Expecting him to turn around, possibly with curiosity as to who is answering for him, I’m a little taken aback when he doesn’t turn to see me. Instead, he follows the young girl leading us to our seat.

As we approach the end of the row, the girl places two menus down onto the table and Hunter sits in the closest seat, still facing away from me. After our meeting in the garden, I find Hunter’s behavior a little strange. I can only assume he’s as nervous as I am, and this is his way of showing it.

When I slip into the seat across from him, feeling even more anxious than a moment ago, I find him with his eyes closed, which confirms my assumptions. He’s scared to know. Part of me would like to take his hand and place it over my chest before he has a second to realize anything else, but that would be inappropriate.

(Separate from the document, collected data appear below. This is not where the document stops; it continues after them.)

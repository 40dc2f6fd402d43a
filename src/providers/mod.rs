pub mod orm;
pub mod provider;

pub use orm::OrmServiceProvider;
pub use provider::ServiceProvider;
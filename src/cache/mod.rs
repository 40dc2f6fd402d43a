//! Cache abstraction backing the ORM's metadata and query caches.

pub mod memory;

pub use memory::MemoryBackend;

/// Minimal cache capability the ORM configuration consumes.
///
/// Values are opaque byte blobs; interpretation belongs to the caller.
pub trait CacheBackend: Send + Sync + std::fmt::Debug {
    /// Get a value from the cache
    fn get(&self, key: &str) -> Option<Vec<u8>>;

    /// Put a value in the cache
    fn put(&self, key: &str, value: Vec<u8>);

    /// Check if a key exists in the cache
    fn contains(&self, key: &str) -> bool;

    /// Clear all entries
    fn flush(&self);
}
use crate::errors::CoreError;
use serde::{Deserialize, Serialize};
use std::fmt;
use std::path::PathBuf;
use std::str::FromStr;

/// Recognized encodings for entity-mapping metadata.
#[derive(Debug, Clone, Copy, PartialEq, Eq, Hash)]
pub enum SourceKind {
    /// Mapping information lives on the entity sources themselves.
    Annotation,
    /// Mapping files with a fixed `.yml` suffix.
    Yml,
    /// Mapping files with a fixed `.xml` suffix.
    Xml,
}

impl SourceKind {
    pub fn as_str(&self) -> &'static str {
        match self {
            SourceKind::Annotation => "annotation",
            SourceKind::Yml => "yml",
            SourceKind::Xml => "xml",
        }
    }
}

impl fmt::Display for SourceKind {
    fn fmt(&self, f: &mut fmt::Formatter<'_>) -> fmt::Result {
        f.write_str(self.as_str())
    }
}

impl FromStr for SourceKind {
    type Err = CoreError;

    /// An empty or `default` kind means annotation. Anything outside the
    /// recognized set is a terminal configuration error naming the kind.
    fn from_str(value: &str) -> Result<Self, Self::Err> {
        match value {
            "" | "default" | "annotation" => Ok(SourceKind::Annotation),
            "yml" => Ok(SourceKind::Yml),
            "xml" => Ok(SourceKind::Xml),
            other => Err(CoreError::unrecognized_source_kind(other)),
        }
    }
}

/// Declarative record describing where entity-mapping metadata lives and how
/// it is encoded.
///
/// The `kind` stays a raw string because descriptors typically arrive from
/// configuration files; it is parsed into a [`SourceKind`] when the
/// configuration object is built, which is where an unrecognized kind
/// surfaces as an error.
#[derive(Debug, Clone, PartialEq, Serialize, Deserialize)]
pub struct MetadataSource {
    #[serde(default = "default_kind")]
    pub kind: String,
    pub paths: Vec<PathBuf>,
    pub namespace: String,
}

fn default_kind() -> String {
    "annotation".to_string()
}

impl MetadataSource {
    /// Create an annotation-based source rooted at a single path
    pub fn annotation(path: impl Into<PathBuf>, namespace: impl Into<String>) -> Self {
        Self::with_kind(SourceKind::Annotation, path, namespace)
    }

    /// Create a `.yml` mapping-file source rooted at a single path
    pub fn yml(path: impl Into<PathBuf>, namespace: impl Into<String>) -> Self {
        Self::with_kind(SourceKind::Yml, path, namespace)
    }

    /// Create an `.xml` mapping-file source rooted at a single path
    pub fn xml(path: impl Into<PathBuf>, namespace: impl Into<String>) -> Self {
        Self::with_kind(SourceKind::Xml, path, namespace)
    }

    fn with_kind(
        kind: SourceKind,
        path: impl Into<PathBuf>,
        namespace: impl Into<String>,
    ) -> Self {
        Self {
            kind: kind.as_str().to_string(),
            paths: vec![path.into()],
            namespace: namespace.into(),
        }
    }

    /// Add another lookup root to this source
    pub fn with_path(mut self, path: impl Into<PathBuf>) -> Self {
        self.paths.push(path.into());
        self
    }

    /// Parse the raw `kind` field into a recognized [`SourceKind`]
    pub fn source_kind(&self) -> Result<SourceKind, CoreError> {
        self.kind.parse()
    }
}
use crate::errors::CoreError;
use crate::metadata::{MetadataSource, SourceKind};
use std::fmt;
use std::path::PathBuf;
use std::sync::Arc;

/// Fixed suffix for `.yml` mapping files. Not configurable.
pub const YML_EXTENSION: &str = ".yml";

/// Fixed suffix for `.xml` mapping files. Not configurable.
pub const XML_EXTENSION: &str = ".xml";

/// A per-kind resolver for entity-mapping metadata.
///
/// Drivers here only describe where and how metadata is found; actually
/// parsing mapping information belongs to the ORM engine consuming the
/// configuration.
pub trait MetadataDriver: Send + Sync + fmt::Debug {
    /// The encoding this driver understands
    fn source_kind(&self) -> SourceKind;

    /// Lookup roots for mapping information
    fn paths(&self) -> &[PathBuf];

    /// Fixed file suffix, for file-based drivers
    fn file_extension(&self) -> Option<&str> {
        None
    }
}

/// Driver for mapping metadata declared on the entity sources themselves.
#[derive(Debug, Clone)]
pub struct AnnotationDriver {
    paths: Vec<PathBuf>,
}

impl AnnotationDriver {
    pub fn new(paths: Vec<PathBuf>) -> Self {
        Self { paths }
    }
}

impl MetadataDriver for AnnotationDriver {
    fn source_kind(&self) -> SourceKind {
        SourceKind::Annotation
    }

    fn paths(&self) -> &[PathBuf] {
        &self.paths
    }
}

/// Driver for `.yml` mapping files.
#[derive(Debug, Clone)]
pub struct YamlDriver {
    paths: Vec<PathBuf>,
}

impl YamlDriver {
    pub fn new(paths: Vec<PathBuf>) -> Self {
        Self { paths }
    }
}

impl MetadataDriver for YamlDriver {
    fn source_kind(&self) -> SourceKind {
        SourceKind::Yml
    }

    fn paths(&self) -> &[PathBuf] {
        &self.paths
    }

    fn file_extension(&self) -> Option<&str> {
        Some(YML_EXTENSION)
    }
}

/// Driver for `.xml` mapping files.
#[derive(Debug, Clone)]
pub struct XmlDriver {
    paths: Vec<PathBuf>,
}

impl XmlDriver {
    pub fn new(paths: Vec<PathBuf>) -> Self {
        Self { paths }
    }
}

impl MetadataDriver for XmlDriver {
    fn source_kind(&self) -> SourceKind {
        SourceKind::Xml
    }

    fn paths(&self) -> &[PathBuf] {
        &self.paths
    }

    fn file_extension(&self) -> Option<&str> {
        Some(XML_EXTENSION)
    }
}

/// Build the driver matching a source descriptor's kind.
///
/// Fails with the unrecognized-kind error when the descriptor's raw kind is
/// outside the recognized set; the caller must treat that as terminal rather
/// than skip the descriptor.
pub fn driver_for_source(source: &MetadataSource) -> Result<Arc<dyn MetadataDriver>, CoreError> {
    let driver: Arc<dyn MetadataDriver> = match source.source_kind()? {
        SourceKind::Annotation => Arc::new(AnnotationDriver::new(source.paths.clone())),
        SourceKind::Yml => Arc::new(YamlDriver::new(source.paths.clone())),
        SourceKind::Xml => Arc::new(XmlDriver::new(source.paths.clone())),
    };
    Ok(driver)
}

Instead, I place my hand gently on top of his. The sensation of his skin is cold against mine, yet magnetic at the same time. His fingers feel stiff beneath my touch, but only until he curls his hand up into a fist.

Finally, he pulls in a shuddering breath and opens his eyes, appearing startled, shocked, and I’m not sure I can pinpoint the hundreds of other emotions running through his face.

His hand cups over his mouth, and all I hear is a muttering of, “You.”

I respond with, “Me,” and a small laugh to ease the discomfort.

We begin a conversation with the small talk we left off with at the gardens, but it quickly grows heavier during every moment that passes.

“Why didn’t you tell me?” he asks.

“I couldn’t figure out how to,” I say, trying my best to look everywhere and anywhere except him.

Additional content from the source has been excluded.